▸ Source information
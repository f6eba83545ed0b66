//! Templates compiled into the library, by output style.

use super::OutputStyle;

/// Entry template of every style
pub const LAYOUT_TEMPLATE: &str = "layout.html";

macro_rules! view {
    ($folder:literal, $name:literal) => {
        (
            $name,
            include_str!(concat!("../../../templates/", $folder, "/", $name)),
        )
    };
}

const MARKDOWN_COMMON: &[(&str, &str)] = &[
    view!("common", "partial/servers.html"),
    view!("common", "partial/parameters.html"),
    view!("common", "partial/request-body.html"),
    view!("common", "partial/responses.html"),
    view!("common", "partial/schemas.html"),
    view!("common", "partial/type.html"),
    view!("common", "partial/common-responses.html"),
    view!("common", "partial/common-parameters.html"),
    view!("common", "partial/security-schemes.html"),
];

const MKDOCS: &[(&str, &str)] = &[
    view!("views_mkdocs", "layout.html"),
    view!("views_mkdocs", "partial/info.html"),
    view!("views_mkdocs", "partial/path-items.html"),
    view!("views_mkdocs", "partial/content.html"),
];

const MARKDOWN: &[(&str, &str)] = &[
    view!("views_markdown", "layout.html"),
    view!("views_markdown", "partial/info.html"),
    view!("views_markdown", "partial/path-items.html"),
    view!("views_markdown", "partial/content.html"),
];

const PLANTUML_SCHEMAS: &[(&str, &str)] = &[view!("views_plantuml_schemas", "layout.html")];

const PLANTUML_API: &[(&str, &str)] = &[view!("views_plantuml_api", "layout.html")];

/// Built-in templates of a style, as (name, content) pairs
pub fn templates(style: OutputStyle) -> Vec<(&'static str, &'static str)> {
    match style {
        OutputStyle::Mkdocs => [MARKDOWN_COMMON, MKDOCS].concat(),
        OutputStyle::Markdown => [MARKDOWN_COMMON, MARKDOWN].concat(),
        OutputStyle::PlantumlSchemas => PLANTUML_SCHEMAS.to_vec(),
        OutputStyle::PlantumlApi => PLANTUML_API.to_vec(),
    }
}
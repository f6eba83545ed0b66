//! OpenAPI Documentation Core Library
//!
//! This library provides typed records for OpenAPI 2, 3 and 3.1 documents,
//! their serialization to JSON and YAML, and the generation of Markdown and
//! PlantUML documentation from existing OpenAPI documents.

pub mod config;
pub mod elements;
pub mod error;
pub mod mk;
pub mod normalize;
pub mod serializer;
pub mod source;
pub mod v2;
pub mod v3;
pub mod v31;
pub mod web;
pub mod yaml;

pub use crate::{
    config::Config,
    error::{Error, Result},
    mk::{generate::generate, generate_document, OutputStyle},
    normalize::Node,
    serializer::{Format, Serializer},
};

▸ What is needed
Copy all lines of the listing above that contain the string "serializer".

▸ Answer to this problem
pub mod serializer;
    serializer::{Format, Serializer},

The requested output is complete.